**Extracted data:**
Segment Open

//! Live subscription tracking and reconnect rearm.

use std::collections::HashMap;
use std::sync::atomic::{AtomicBool, AtomicU64, Ordering};
use std::sync::{Arc, Mutex};

use bytes::Bytes;
use log::{debug, info, warn};

use crate::protocol::dispatcher::EventDispatcher;
use crate::protocol::envelope::Envelope;
use crate::protocol::handler;
use crate::protocol::queue::{DeliveryQueue, QueuePolicy};
use crate::session::SessionShared;

/// One request of a resubscribe recipe: enough to recreate the subscription
/// on any fresh, authenticated session.
#[derive(Debug, Clone)]
pub struct ResubscribeRequest {
    pub payload_type: u32,
    pub payload: Bytes,
}

/// A live subscription: its topic registration, bounded queue, and the
/// recipe that rearms it after a reconnect.
pub struct Subscription {
    id: u64,
    topic_keys: Vec<String>,
    pub(crate) queue: Arc<DeliveryQueue<Envelope>>,
    recipe: Vec<ResubscribeRequest>,
    unsubscribe: Vec<ResubscribeRequest>,
    alive: AtomicBool,
    // Bumped on every rearm; consumers that keep derived state (the order
    // book) reset it when the generation moves.
    generation: AtomicU64,
    purge_on_rearm: bool,
}

impl Subscription {
    pub fn id(&self) -> u64 {
        self.id
    }

    pub fn topic_keys(&self) -> &[String] {
        &self.topic_keys
    }

    pub fn is_alive(&self) -> bool {
        self.alive.load(Ordering::Acquire)
    }

    pub(crate) fn generation(&self) -> u64 {
        self.generation.load(Ordering::Acquire)
    }

    pub(crate) fn unsubscribe_recipe(&self) -> &[ResubscribeRequest] {
        &self.unsubscribe
    }
}

/// Holds every live subscription so streams survive reconnects.
#[derive(Default)]
pub struct StreamRegistry {
    subs: Mutex<HashMap<u64, Arc<Subscription>>>,
    next_id: AtomicU64,
}

impl StreamRegistry {
    pub fn new() -> Self {
        Self::default()
    }

    /// Allocates the bounded queue and registers it with the dispatcher
    /// under each topic key.
    pub(crate) fn subscribe(
        &self,
        dispatcher: &EventDispatcher,
        topic_keys: Vec<String>,
        capacity: usize,
        policy: QueuePolicy,
        recipe: Vec<ResubscribeRequest>,
        unsubscribe: Vec<ResubscribeRequest>,
        purge_on_rearm: bool,
    ) -> Arc<Subscription> {
        let id = self.next_id.fetch_add(1, Ordering::Relaxed) + 1;
        let queue = Arc::new(DeliveryQueue::new(capacity, policy));
        let subscription = Arc::new(Subscription {
            id,
            topic_keys: topic_keys.clone(),
            queue: Arc::clone(&queue),
            recipe,
            unsubscribe,
            alive: AtomicBool::new(true),
            generation: AtomicU64::new(0),
            purge_on_rearm,
        });
        dispatcher.register(id, &topic_keys, queue);
        self.subs
            .lock()
            .expect("registry lock poisoned")
            .insert(id, Arc::clone(&subscription));
        debug!("Subscription {} opened for {:?}", id, topic_keys);
        subscription
    }

    /// Removes a subscription: dispatcher routes are dropped and the queue
    /// is closed so the consumer sees end-of-stream.
    pub(crate) fn remove(&self, dispatcher: &EventDispatcher, subscription: &Subscription) {
        subscription.alive.store(false, Ordering::Release);
        dispatcher.unregister(subscription.id);
        subscription.queue.close();
        self.subs
            .lock()
            .expect("registry lock poisoned")
            .remove(&subscription.id);
        debug!("Subscription {} closed", subscription.id);
    }

    /// Re-issues every live subscription's recipe against a fresh `Ready`
    /// session. Best-effort and per-subscription: one failure logs and
    /// moves on; the iterator on the other side stays alive either way.
    pub(crate) async fn rearm_all(&self, shared: &Arc<SessionShared>) -> usize {
        let subs: Vec<Arc<Subscription>> = {
            let subs = self.subs.lock().expect("registry lock poisoned");
            subs.values().cloned().collect()
        };
        let mut rearmed = 0;
        for sub in subs {
            if !sub.is_alive() || sub.recipe.is_empty() {
                continue;
            }
            if sub.purge_on_rearm {
                let purged = sub.queue.purge();
                if purged > 0 {
                    debug!(
                        "Purged {} stale item(s) from subscription {}",
                        purged,
                        sub.id()
                    );
                }
            }
            sub.generation.fetch_add(1, Ordering::AcqRel);

            let mut ok = true;
            for req in &sub.recipe {
                let result = handler::request_envelope(
                    shared,
                    req.payload_type,
                    req.payload.clone(),
                    shared.config.request_timeout(),
                    false,
                )
                .await;
                if let Err(e) = result {
                    warn!(
                        "Failed to rearm subscription {} ({:?}): {}",
                        sub.id(),
                        sub.topic_keys(),
                        e
                    );
                    ok = false;
                    break;
                }
            }
            if ok {
                rearmed += 1;
            }
        }
        info!("Rearmed {} subscription(s)", rearmed);
        rearmed
    }

    /// Closes every queue. Terminal: used on disconnect and `Fatal`, where
    /// all streams must end with end-of-stream.
    pub(crate) fn close_all(&self) {
        let subs: Vec<Arc<Subscription>> = {
            let mut subs = self.subs.lock().expect("registry lock poisoned");
            subs.drain().map(|(_, sub)| sub).collect()
        };
        for sub in &subs {
            sub.alive.store(false, Ordering::Release);
            sub.queue.close();
        }
        if !subs.is_empty() {
            debug!("Closed {} subscription(s)", subs.len());
        }
    }

    pub fn live_count(&self) -> usize {
        self.subs.lock().expect("registry lock poisoned").len()
    }
}
//! Hook points and the session event bus.
//!
//! Hooks observe the request path (pre/post send, post response). They run
//! sequentially per invocation on the caller's task, never on the read
//! loop, so a slow hook only delays its own request.
//!
//! The event bus is a broadcast channel carrying everything else an
//! embedder may want to observe: reconnect lifecycle, the raw-envelope tap,
//! drops, and model refresh events.

use std::collections::HashMap;
use std::sync::{Arc, Mutex};
use std::time::Duration;

use bytes::Bytes;
use futures_util::future::BoxFuture;
use tokio::sync::broadcast;

use crate::auth::SessionState;
use crate::protocol::envelope::Envelope;

/// Named hook points on the request path.
#[derive(Debug, Clone, Copy, PartialEq, Eq, Hash)]
pub enum HookPoint {
    /// Before the request is handed to the send scheduler
    PreSendRequest,
    /// After the frame was accepted by the send scheduler
    PostSendRequest,
    /// After the matching response resolved the request
    PostResponse,
}

/// Context passed to request-path hooks.
#[derive(Debug, Clone)]
pub struct HookContext {
    /// Payload-type tag of the request
    pub payload_type: u32,
    /// Correlation id, once one has been assigned
    pub correlation_id: Option<String>,
    /// Encoded envelope size in bytes (post-send and later)
    pub bytes: usize,
    /// Time from pre-send to response (post-response only)
    pub elapsed: Option<Duration>,
}

/// An async hook callback.
pub type Hook = Arc<dyn Fn(HookContext) -> BoxFuture<'static, ()> + Send + Sync>;

/// Registry of request-path hooks, keyed by hook point.
#[derive(Default)]
pub struct HookManager {
    hooks: Mutex<HashMap<HookPoint, Vec<Hook>>>,
}

impl HookManager {
    pub fn new() -> Self {
        Self::default()
    }

    /// Registers a hook at the given point.
    pub fn on(&self, point: HookPoint, hook: Hook) {
        self.hooks
            .lock()
            .expect("hook lock poisoned")
            .entry(point)
            .or_default()
            .push(hook);
    }

    /// Runs all hooks at the point, sequentially, in registration order.
    pub(crate) async fn run(&self, point: HookPoint, ctx: HookContext) {
        let hooks: Vec<Hook> = {
            let hooks = self.hooks.lock().expect("hook lock poisoned");
            match hooks.get(&point) {
                Some(list) => list.clone(),
                None => return,
            }
        };
        for hook in hooks {
            hook(ctx.clone()).await;
        }
    }
}

/// Which model slice was re-fetched during recovery.
#[derive(Debug, Clone, Copy, PartialEq, Eq)]
pub enum ModelRefreshKind {
    Symbols,
    Trader,
    Reconcile,
}

/// Events published on the session bus.
#[derive(Debug, Clone)]
pub enum SessionEvent {
    /// The session moved to a new state
    StateChanged(SessionState),
    /// The supervisor is about to try a reconnect
    ReconnectAttempt { attempt: u32 },
    /// A reconnect cycle finished with the session `Ready`
    ReconnectSuccess { attempts: u32 },
    /// Reconnection hit a non-retriable failure; the session is `Fatal`
    ReconnectFatal { reason: String },
    /// Raw tap: every decoded inbound envelope
    EnvelopeReceived(Envelope),
    /// The inbound staging queue shed its oldest frame
    InboundDropped,
    /// A subscription queue shed an item
    StreamDropped { topic: String },
    /// Recovery is about to replay the model re-fetches
    ModelRefreshStart,
    /// One model slice arrived during recovery
    ModelRefreshed {
        kind: ModelRefreshKind,
        payload: Bytes,
    },
    /// Recovery finished replaying the model re-fetches
    ModelRefreshEnd,
}

/// Creates the session event bus. The connector only ever sends; embedders
/// subscribe through [`crate::session::CTraderSession::events`].
pub(crate) fn event_bus(capacity: usize) -> broadcast::Sender<SessionEvent> {
    broadcast::channel(capacity.max(16)).0
}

Segment Closed

**Exercise instructions:** Reprint exactly the lines above that start at the one with "pub fn id(&self)" and end at the one with "pub(crate) fn unsubscribe_recipe(&self)", keeping both and adding none.

**Expected output:**
    pub fn id(&self) -> u64 {
        self.id
    }

    pub fn topic_keys(&self) -> &[String] {
        &self.topic_keys
    }

    pub fn is_alive(&self) -> bool {
        self.alive.load(Ordering::Acquire)
    }

    pub(crate) fn generation(&self) -> u64 {
        self.generation.load(Ordering::Acquire)
    }

    pub(crate) fn unsubscribe_recipe(&self) -> &[ResubscribeRequest] {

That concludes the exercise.